If it’s online, wait until you know you’ll have time to make consistent progress, even if you’re balancing your studies with a job (spending two hours a day per week is different from spending twelve hours over one day). If you’re considering an in-person program, wait until you know you’re able to quit your job, spend 3-4 months of intense focus on learning, and then take additional time for the post-bootcamp job search.
We see this all the time in our applicants: people want to get through an entire free course before applying. They want to feel ready to apply without fully understanding the application process. You can wait—but you don’t need to in order to be a promising applicant. Our admissions team initially wants to see consistency in how you’re preparing. In general, the sooner you start the application process, the better. That doesn’t mean you need to enroll right away, but if it’s the fear of the technical interview holding you back, it’s important to understand that that doesn’t need to hold back your initial application, which is more a way to get to know you. If you’re invited to do a technical interview after your initial application, you’re welcome to say you want to do more studying before scheduling that assessment.

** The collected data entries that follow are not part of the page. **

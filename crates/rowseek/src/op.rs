//! Comparison operators of the query language.
//!
//! The [`Operator`] enum lists every token a condition may use between its
//! path and its literal. Tokens outside this set are unknown; the parser
//! drops conditions that use them.

use std::cmp::Ordering;
use std::str::FromStr;

/// Comparison operator for a single condition.
///
/// Operators fall in three families:
/// - **Equality**: `===`, `!==` - loose (type-coercing) equality
/// - **Pattern**: `==`, `!=` - regular-expression test on the value's text
/// - **Ordering**: `>`, `>=`, `<`, `<=` - numeric comparison
#[derive(Debug, Clone, Copy, PartialEq, Eq, Hash)]
pub enum Operator {
    /// `===` - loose equality.
    Eq,
    /// `!==` - loose inequality.
    NotEq,
    /// `==` - value matches the pattern.
    Matches,
    /// `!=` - value does not match the pattern.
    NotMatches,
    /// `>`
    Gt,
    /// `>=`
    Gte,
    /// `<`
    Lt,
    /// `<=`
    Lte,
}

impl Operator {
    /// Every operator, in token-length order for display purposes.
    pub const ALL: [Operator; 8] = [
        Operator::Eq,
        Operator::NotEq,
        Operator::Matches,
        Operator::NotMatches,
        Operator::Gte,
        Operator::Lte,
        Operator::Gt,
        Operator::Lt,
    ];

    /// Looks up an operator by its query-language token.
    pub fn from_token(token: &str) -> Option<Operator> {
        match token {
            "===" => Some(Operator::Eq),
            "!==" => Some(Operator::NotEq),
            "==" => Some(Operator::Matches),
            "!=" => Some(Operator::NotMatches),
            ">" => Some(Operator::Gt),
            ">=" => Some(Operator::Gte),
            "<" => Some(Operator::Lt),
            "<=" => Some(Operator::Lte),
            _ => None,
        }
    }

    /// Returns `true` for the loose-equality operators.
    pub fn is_equality(self) -> bool {
        matches!(self, Operator::Eq | Operator::NotEq)
    }

    /// Returns `true` for the regular-expression operators.
    pub fn is_pattern(self) -> bool {
        matches!(self, Operator::Matches | Operator::NotMatches)
    }

    /// Returns `true` for the numeric ordering operators.
    pub fn is_ordering(self) -> bool {
        matches!(
            self,
            Operator::Gt | Operator::Gte | Operator::Lt | Operator::Lte
        )
    }

    /// Returns `true` if the operator negates its base test.
    pub fn is_negated(self) -> bool {
        matches!(self, Operator::NotEq | Operator::NotMatches)
    }

    /// Evaluates an ordering operator given the result of comparing the row
    /// value against the literal.
    ///
    /// An unordered comparison (`None`, e.g. against NaN) never holds.
    pub fn eval_ordering(self, ordering: Option<Ordering>) -> bool {
        let Some(ordering) = ordering else {
            return false;
        };
        match self {
            Operator::Gt => ordering == Ordering::Greater,
            Operator::Gte => ordering != Ordering::Less,
            Operator::Lt => ordering == Ordering::Less,
            Operator::Lte => ordering != Ordering::Greater,
            _ => false, // Not an ordering-based operator
        }
    }

    /// Returns the query-language token of this operator.
    pub fn as_str(self) -> &'static str {
        match self {
            Operator::Eq => "===",
            Operator::NotEq => "!==",
            Operator::Matches => "==",
            Operator::NotMatches => "!=",
            Operator::Gt => ">",
            Operator::Gte => ">=",
            Operator::Lt => "<",
            Operator::Lte => "<=",
        }
    }
}

impl FromStr for Operator {
    type Err = ();

    fn from_str(s: &str) -> Result<Self, Self::Err> {
        Operator::from_token(s).ok_or(())
    }
}

impl std::fmt::Display for Operator {
    fn fmt(&self, f: &mut std::fmt::Formatter<'_>) -> std::fmt::Result {
        write!(f, "{}", self.as_str())
    }
}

While finances certainly play a big part in the process, lots of coding bootcamps now offer financing and scholarships that might not be immediately apparent to you. Even if you haven’t found that information on a school’s website, that can definitely be a part of your discussion with the admissions team. Be sure to ask if there are any scholarships that match your qualifications. For example, here at Flatiron School we offer significant scholarships for women consider our online and in-person programs through our Women Take Tech initiative, and we’re always partnering with organizations to increase accessibility to our programs through scholarships.
Use the application and admissions process to figure that out along the way. Some people mention in their application that Flatiron School is the only coding bootcamp that they want to attend… but it’s crazy to believe that before you’ve even spoken to us. You should use the admissions process to further evaluate us before making that call. Get to know our culture and community. Definitely look at rankings and reviews, but that’s not enough. You have to emotionally connect with a school and know this place will bring the best out in me. Don’t be so certain about that until you speak to people from the school—the admissions team, certainly, but students and alums as well—and really get sense of culture and community and whether they’re right for you.
Demystifying the Technical Interview
Your first interview after applying to either of our immersives will be a non-technical getting-to-know you chat. It is definitely important for us to see that you’re passionate about programming, that you’re tinkering with code in some way, or even taking our free Bootcamp Prep course—but know that you don’t have to be ready for technical interview at this stage. In fact, if you’re applying for our Online Web Developer Program, you won’t have a technical interview at all, since the program’s flexible structure allows students to start at different skill levels and progress at their own pace.
If you’re applying for our NYC Software Engineering Immersive, you will need to complete a technical interview—but when you schedule that is up to you. Here’s how it works: After you finish that initial interview, you’re invited to a Technical Interview prep track on Learn.co, which gives you all the resources you’ll need to be ready for that. You have as long as you want to get through the track and prepare before scheduling the interview itself. So separate it in your head: apply when you’re ready to take this process seriously; but whether you schedule technical interview for a few days or weeks after that is up to you. You can discuss how to make the best plan for you with our admissions team. And know this: if you get to the technical stage of the process, it means they love you.